Le dimanche 4 juillet 2021, à Lyon, dans le cadre des Quais du polar une rencontre animée par Michel Dufranne réunissait l’Islandaise Eva Björg AEgisdóttir, le Suédois Niklas Natt och Dag et le Franco-suédois Frasse Mikardsson.
La vague des romans et des séries scandinaves a commencé au début des années 2000 : L’homme chauve-souris, premier opus de Jo Nesbo (Norvège) parait en français en 2002 chez Gaïa, Les chien de Riga de Henning Mankell (Suède) sort l’année suivante chez Seuil policier, La Cité des jarres, premier roman de Arnaldur Indridason (Islande) paraît en 2005 ( Métailié), Les hommes qui n’aimaient pas les femmes de Stieg larsson (Suède) , premier volume de Millénium, en 2006 (Actes Sud), … Après cela, c’est une vraie déferlante nordique qui submerge le lecteur francophone : de Camilla Läckberg à Jussi Adler-Olsen en passant par Liza Marklund, Ragnar Jonasson, Lilja Sigurdardottir, Ake Edwardson ou Viveca Sten !
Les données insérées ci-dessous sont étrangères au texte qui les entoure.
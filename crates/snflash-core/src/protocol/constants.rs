//! Protocol constants.
//!
//! Framing is provisional until checked byte-for-byte against hardware.

// ============================================================================
// Text commands (host -> device), CRLF terminated
// ============================================================================

pub const LINE_TERMINATOR: &[u8] = b"\r\n";

pub const CMD_QUERY_MODEL: &str = "MODEL?";
pub const CMD_READ_SERIAL: &str = "SN?";
/// Followed directly by the 12-character serial.
pub const CMD_WRITE_SERIAL_PREFIX: &str = "SN=";

// ============================================================================
// Text replies (device -> host)
// ============================================================================

pub const REPLY_MODEL: &str = "MODEL";
pub const REPLY_SERIAL: &str = "SN";
pub const REPLY_OK: &str = "OK";
pub const REPLY_ERR: &str = "ERR";

/// Longest accepted reply line before it is treated as garbage.
pub const MAX_LINE_LEN: usize = 256;

// ============================================================================
// Binary frames (host -> device): tag + u32 LE body length + body
// ============================================================================

pub const FRAME_HEADER_SIZE: usize = 8;

pub const TAG_EXPLOIT: [u8; 4] = *b"XPLT";
pub const TAG_XFER_BEGIN: [u8; 4] = *b"XFRB";
pub const TAG_XFER_CHUNK: [u8; 4] = *b"XFRC";
pub const TAG_XFER_END: [u8; 4] = *b"XFRE";

// ============================================================================
// Ack frames (device -> host): fixed 8 bytes, tag + u32 LE value
// ============================================================================

pub const ACK_FRAME_SIZE: usize = 8;

pub const ACK_TAG_OK: [u8; 4] = *b"ACK ";
pub const ACK_TAG_WAIT: [u8; 4] = *b"WAIT";
pub const ACK_TAG_NAK: [u8; 4] = *b"NAK ";

/// Ack value used for frames that are not indexed chunks.
pub const ACK_VALUE_CONTROL: u32 = 0xFFFF_FFFF;

// ============================================================================
// Sizes
// ============================================================================

pub const DEFAULT_CHUNK_SIZE: usize = 4096;
pub const MAX_CHUNK_SIZE: usize = 64 * 1024;
//! snflash-core: serial-number reprogramming pipeline for a bench-attached
//! controller.
//!
//! # Architecture
//!
//! The crate is organized into layers:
//!
//! - **Crypto**: PBKDF2 key derivation, AES-256-CBC with PKCS#7, passphrase sealing
//! - **Vault**: model id to encrypted diagnostics image, staged to a temp file
//! - **Serial number**: sanitize, parse, validate and generate serials
//! - **Protocol**: text commands, binary frames and acks
//! - **Transport**: serial port abstraction (serialport, mock) and reply framing
//! - **State**: session state machine and per-state handlers
//! - **Events**: observer pattern for UI decoupling
//! - **Session**: high-level orchestrator, worker thread and control handle
//! - **Audit**: append-only audit log and telemetry sink
//!
//! # Example
//!
//! ```no_run
//! use std::sync::Arc;
//! use snflash_core::config::SessionConfig;
//! use snflash_core::payload::DirectoryPayloadProvider;
//! use snflash_core::session::DeviceSession;
//! use snflash_core::transport::{PortDescriptor, SerialPortTransport};
//!
//! let config = SessionConfig::load_from_file("snflash.toml").unwrap();
//! let transport = SerialPortTransport::new(config.baud_rate)
//!     .with_write_timeout(config.ack_timeout());
//! let payloads = Arc::new(DirectoryPayloadProvider::new("payloads"));
//! let session = DeviceSession::new(
//!     config,
//!     PortDescriptor::new("/dev/ttyUSB0"),
//!     transport,
//!     payloads,
//! );
//! let handle = session.spawn().unwrap();
//! handle.submit_serial("C02123XYZQ6L").unwrap();
//! let report = handle.join().unwrap();
//! println!("{:?}", report.outcome);
//! ```

pub mod audit;
pub mod config;
pub mod crypto;
pub mod events;
pub mod payload;
pub mod protocol;
pub mod serial_number;
pub mod session;
pub mod state;
pub mod transport;
pub mod vault;

// Re-exports for convenience
pub use audit::{AuditLog, AuditLogRecord, AuditOutcome, Telemetry, VersionStatus};
pub use config::SessionConfig;
pub use crypto::CryptoError;
pub use events::{LogLevel, SessionEvent, SessionObserver, TracingObserver};
pub use payload::{ChunkState, ExploitPayloadProvider};
pub use protocol::ProtocolError;
pub use serial_number::{SerialNumber, ValidationError};
pub use session::{DeviceSession, SessionError, SessionHandle, SessionOutcome, SessionReport};
pub use state::{AbortReason, SessionPhase, SessionState};
pub use transport::{MockTransport, SerialPortTransport, SerialTransport, TransportError};
pub use vault::{DecryptedImage, ImageVault, VaultError};
//! Simulated controller for testing session logic without hardware.

use std::sync::mpsc::{self, Receiver, Sender};
use std::sync::{Arc, Mutex, MutexGuard};

use byteorder::{LittleEndian, ReadBytesExt};

use super::traits::{PortDescriptor, RxEvent, SerialTransport, TransportError};
use crate::protocol::constants::*;
use crate::protocol::frame::{AckFrame, decode_binary_frame};

/// Behavior knobs for the simulated device.
#[derive(Debug, Clone)]
pub struct MockDeviceConfig {
    /// Model reported to `MODEL?`. `None` keeps the device silent.
    pub model: Option<String>,
    /// Serial stored on the device at start.
    pub serial: String,
    /// Reply to `MODEL?` with line noise instead of a model.
    pub garbled_model: bool,
    /// Answer the exploit frame with a NAK.
    pub reject_exploit: bool,
    /// Drop the connection when this many chunks have been acked.
    pub disconnect_after_chunks: Option<u32>,
    /// WAIT frames emitted ahead of every chunk ack.
    pub waits_per_chunk: u32,
    /// Never acknowledge this chunk index.
    pub stall_on_chunk: Option<u32>,
    /// After a write, report this instead of the written value.
    pub echo_override: Option<String>,
    /// Refuse `SN=` with this error message.
    pub reject_write: Option<String>,
    /// Drop the connection on `SN=` before answering.
    pub disconnect_on_write: bool,
    /// Answer `SN=` with OK, then drop the connection.
    pub disconnect_after_write: bool,
}

impl Default for MockDeviceConfig {
    fn default() -> Self {
        Self {
            model: Some("J680AP".into()),
            serial: "C02123ABCQ6L".into(),
            garbled_model: false,
            reject_exploit: false,
            disconnect_after_chunks: None,
            waits_per_chunk: 0,
            stall_on_chunk: None,
            echo_override: None,
            reject_write: None,
            disconnect_on_write: false,
            disconnect_after_write: false,
        }
    }
}

#[derive(Debug, Default)]
struct Transfer {
    kind: u8,
    expected_len: usize,
    data: Vec<u8>,
}

#[derive(Debug)]
struct DeviceState {
    config: MockDeviceConfig,
    serial: String,
    connected: bool,
    exploited: bool,
    diags_loaded: bool,
    chunks_acked: u32,
    transfer: Option<Transfer>,
    images: Vec<(u8, Vec<u8>)>,
    writes: Vec<Vec<u8>>,
    serial_writes: Vec<String>,
    open_count: u32,
    tx: Option<Sender<RxEvent>>,
}

impl DeviceState {
    fn reply_line(&self, line: &str) {
        let mut bytes = line.as_bytes().to_vec();
        bytes.extend_from_slice(LINE_TERMINATOR);
        self.reply(bytes);
    }

    fn reply_ack(&self, ack: AckFrame) {
        self.reply(ack.to_bytes().to_vec());
    }

    fn reply(&self, bytes: Vec<u8>) {
        if let Some(tx) = &self.tx {
            let _ = tx.send(RxEvent::Data(bytes));
        }
    }

    fn drop_connection(&mut self) {
        if let Some(tx) = self.tx.take() {
            let _ = tx.send(RxEvent::Closed);
        }
        self.connected = false;
    }

    fn handle(&mut self, data: &[u8]) {
        let known = [TAG_EXPLOIT, TAG_XFER_BEGIN, TAG_XFER_CHUNK, TAG_XFER_END];
        let frame = decode_binary_frame(data).filter(|(tag, _)| known.contains(tag));
        if let Some((tag, body)) = frame {
            self.handle_binary(tag, body);
            return;
        }
        let text = String::from_utf8_lossy(data);
        let line = text.trim_end_matches(['\r', '\n']);
        self.handle_text(line);
    }

    fn handle_text(&mut self, line: &str) {
        if line == CMD_QUERY_MODEL {
            if self.config.garbled_model {
                self.reply(b"\x00\xfe#MO?\xff\r\n".to_vec());
            } else if let Some(model) = &self.config.model {
                self.reply_line(&format!("{} {}", REPLY_MODEL, model));
            }
        } else if !self.diags_loaded {
            self.reply_line(&format!("{} diagnostics not loaded", REPLY_ERR));
        } else if line == CMD_READ_SERIAL {
            let reported = match (&self.config.echo_override, self.serial_writes.is_empty()) {
                (Some(echo), false) => echo.clone(),
                _ => self.serial.clone(),
            };
            self.reply_line(&format!("{} {}", REPLY_SERIAL, reported));
        } else if let Some(value) = line.strip_prefix(CMD_WRITE_SERIAL_PREFIX) {
            self.handle_write_serial(value);
        } else {
            self.reply_line(&format!("{} unknown command", REPLY_ERR));
        }
    }

    fn handle_write_serial(&mut self, value: &str) {
        if let Some(msg) = &self.config.reject_write {
            self.reply_line(&format!("{} {}", REPLY_ERR, msg));
            return;
        }
        if self.config.disconnect_on_write {
            self.drop_connection();
            return;
        }
        self.serial = value.to_string();
        self.serial_writes.push(value.to_string());
        self.reply_line(REPLY_OK);
        if self.config.disconnect_after_write {
            self.drop_connection();
        }
    }

    fn handle_binary(&mut self, tag: [u8; 4], body: &[u8]) {
        match tag {
            TAG_EXPLOIT => {
                if self.config.reject_exploit {
                    self.reply_ack(AckFrame::Nak(1));
                } else {
                    self.exploited = true;
                    self.reply_ack(AckFrame::Ok(ACK_VALUE_CONTROL));
                }
            }
            TAG_XFER_BEGIN if self.exploited && body.len() == 9 => {
                let mut cursor = std::io::Cursor::new(body);
                let total = cursor.read_u32::<LittleEndian>().unwrap_or(0) as usize;
                self.transfer = Some(Transfer {
                    kind: body[8],
                    expected_len: total,
                    data: Vec::with_capacity(total),
                });
                self.reply_ack(AckFrame::Ok(ACK_VALUE_CONTROL));
            }
            TAG_XFER_CHUNK if self.transfer.is_some() && body.len() >= 4 => {
                let index = std::io::Cursor::new(&body[..4])
                    .read_u32::<LittleEndian>()
                    .unwrap_or(u32::MAX);
                if self.config.disconnect_after_chunks == Some(self.chunks_acked) {
                    self.drop_connection();
                    return;
                }
                if self.config.stall_on_chunk == Some(index) {
                    return;
                }
                if let Some(t) = self.transfer.as_mut() {
                    t.data.extend_from_slice(&body[4..]);
                }
                for _ in 0..self.config.waits_per_chunk {
                    self.reply_ack(AckFrame::Wait);
                }
                self.chunks_acked += 1;
                self.reply_ack(AckFrame::Ok(index));
            }
            TAG_XFER_END => match self.transfer.take() {
                Some(t) if t.data.len() == t.expected_len => {
                    if t.kind == 2 {
                        self.diags_loaded = true;
                    }
                    self.images.push((t.kind, t.data));
                    self.reply_ack(AckFrame::Ok(ACK_VALUE_CONTROL));
                }
                _ => self.reply_ack(AckFrame::Nak(2)),
            },
            _ => self.reply_ack(AckFrame::Nak(0xFF)),
        }
    }
}

/// Test-side handle onto the simulated device.
#[derive(Clone)]
pub struct MockDevice {
    state: Arc<Mutex<DeviceState>>,
}

impl MockDevice {
    fn lock(&self) -> MutexGuard<'_, DeviceState> {
        // A panicking test thread may poison the lock; the state is still usable.
        self.state.lock().unwrap_or_else(|e| e.into_inner())
    }

    /// Every raw write the host made, in order.
    pub fn writes(&self) -> Vec<Vec<u8>> {
        self.lock().writes.clone()
    }

    /// Serial currently stored on the device.
    pub fn serial(&self) -> String {
        self.lock().serial.clone()
    }

    /// Values received through `SN=`.
    pub fn serial_writes(&self) -> Vec<String> {
        self.lock().serial_writes.clone()
    }

    /// Completed image transfers as `(kind, bytes)`.
    pub fn images(&self) -> Vec<(u8, Vec<u8>)> {
        self.lock().images.clone()
    }

    pub fn exploited(&self) -> bool {
        self.lock().exploited
    }

    pub fn open_count(&self) -> u32 {
        self.lock().open_count
    }

    /// Pull the cable.
    pub fn disconnect(&self) {
        self.lock().drop_connection();
    }
}

/// Mock transport wired to a [`MockDevice`].
pub struct MockTransport {
    device: MockDevice,
}

impl MockTransport {
    pub fn new(config: MockDeviceConfig) -> Self {
        let serial = config.serial.clone();
        Self {
            device: MockDevice {
                state: Arc::new(Mutex::new(DeviceState {
                    config,
                    serial,
                    connected: false,
                    exploited: false,
                    diags_loaded: false,
                    chunks_acked: 0,
                    transfer: None,
                    images: Vec::new(),
                    writes: Vec::new(),
                    serial_writes: Vec::new(),
                    open_count: 0,
                    tx: None,
                })),
            },
        }
    }

    pub fn device(&self) -> MockDevice {
        self.device.clone()
    }
}

impl Default for MockTransport {
    fn default() -> Self {
        Self::new(MockDeviceConfig::default())
    }
}

impl SerialTransport for MockTransport {
    fn open(&mut self, _port: &PortDescriptor) -> Result<Receiver<RxEvent>, TransportError> {
        let mut state = self.device.lock();
        if state.tx.is_some() {
            return Err(TransportError::AlreadyConnected);
        }
        let (tx, rx) = mpsc::channel();
        state.tx = Some(tx);
        state.connected = true;
        state.open_count += 1;
        Ok(rx)
    }

    fn send(&mut self, data: &[u8]) -> Result<(), TransportError> {
        let mut state = self.device.lock();
        if !state.connected {
            return Err(TransportError::ConnectionLost);
        }
        state.writes.push(data.to_vec());
        state.handle(data);
        Ok(())
    }

    fn close(&mut self) {
        let mut state = self.device.lock();
        state.tx = None;
        state.connected = false;
    }

    fn is_open(&self) -> bool {
        self.device.lock().connected
    }
}

#[cfg(test)]
mod tests {
    use super::*;
    use crate::protocol::frame::{Command, ImageKind};
    use crate::transport::link::{CancelToken, Link};
    use std::time::Duration;

    const T: Duration = Duration::from_millis(100);

    fn open(t: &mut MockTransport) -> Link {
        let rx = t.open(&PortDescriptor::new("mock")).unwrap();
        Link::new(rx, CancelToken::new())
    }

    #[test]
    fn test_model_query() {
        let mut t = MockTransport::default();
        let mut link = open(&mut t);
        t.send(&Command::QueryModel.encode()).unwrap();
        assert_eq!(link.read_line(T).unwrap(), "MODEL J680AP");
    }

    #[test]
    fn test_second_open_rejected() {
        let mut t = MockTransport::default();
        let _link = open(&mut t);
        assert_eq!(
            t.open(&PortDescriptor::new("mock")).unwrap_err(),
            TransportError::AlreadyConnected
        );
        t.close();
        assert!(t.open(&PortDescriptor::new("mock")).is_ok());
        assert_eq!(t.device().open_count(), 2);
    }

    #[test]
    fn test_serial_requires_diagnostics() {
        let mut t = MockTransport::default();
        let mut link = open(&mut t);
        t.send(&Command::ReadSerial.encode()).unwrap();
        assert!(link.read_line(T).unwrap().starts_with("ERR"));
    }

    #[test]
    fn test_transfer_flow() {
        let mut t = MockTransport::new(MockDeviceConfig {
            waits_per_chunk: 1,
            ..Default::default()
        });
        let mut link = open(&mut t);
        t.send(&Command::Exploit(vec![0xEE]).encode()).unwrap();
        assert_eq!(
            AckFrame::from_bytes(&link.read_exact(8, T).unwrap()).unwrap(),
            AckFrame::Ok(ACK_VALUE_CONTROL)
        );
        t.send(
            &Command::TransferBegin {
                kind: ImageKind::Diagnostics,
                total_len: 3,
                chunk_count: 1,
            }
            .encode(),
        )
        .unwrap();
        link.read_exact(8, T).unwrap();
        t.send(
            &Command::TransferChunk {
                index: 0,
                data: vec![1, 2, 3],
            }
            .encode(),
        )
        .unwrap();
        assert_eq!(
            AckFrame::from_bytes(&link.read_exact(8, T).unwrap()).unwrap(),
            AckFrame::Wait
        );
        assert_eq!(
            AckFrame::from_bytes(&link.read_exact(8, T).unwrap()).unwrap(),
            AckFrame::Ok(0)
        );
        t.send(&Command::TransferEnd.encode()).unwrap();
        link.read_exact(8, T).unwrap();
        assert_eq!(t.device().images(), vec![(2, vec![1, 2, 3])]);
    }

    #[test]
    fn test_disconnect() {
        let mut t = MockTransport::default();
        let mut link = open(&mut t);
        t.device().disconnect();
        assert!(!t.is_open());
        assert_eq!(t.send(b"SN?\r\n"), Err(TransportError::ConnectionLost));
        assert!(link.poll().is_err());
    }
}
Pour Frasse Mikardsson (Autopsie pastorale, L’aube noire) qui lit en français autant qu’en suédois, on peut expliquer cette fascination par la qualité de la traduction. Il y a parfois une vraie réécriture qui rend le texte encore meilleur, plus exotique. Niklas Natt och Dag (1793, Sonatine) partage ce point de vue et rend hommage à son « fabuleux » traducteur Remy Cassaigne. Eva Björg AEgisdóttir (Elma, La Martinière) reste toujours étonnée de l’intérêt des lecteurs.


Que signifie dès lors, pour ces trois auteurs, l’étiquette « nouvelle génération du polar nordique »? Eva Björg AEgisdóttir ne ressent aucune « compétition » par rapport à ses « aînés ». Elle se sent le produit de son environnement, elle a lu ces polars à l’école (sic), ils l’ont façonnée et elle écrit ce qu’elle aime écrire, sans pression. Niklas Natt och Dag, lui, avait une relation trouble avec le polar, qu’il connaissait mal. Il le regrette d’ailleurs, et conseille aux futurs auteurs de ne pas faire comme lui ! Il faut connaître ses prédécesseurs. Lui, il écrit plutôt des romans d’un genre hybride, historico-policier. En Suède, on considère que le livre dispose de trois mois pour devenir un best-seller et il était persuadé d’échouer ! Un jour quelqu’un l’a appelé de Suisse pour lui dire qu’il venait de remporter le prix du meilleur polar de l’année. A sa grande surprise, il était devenu un auteur de polars !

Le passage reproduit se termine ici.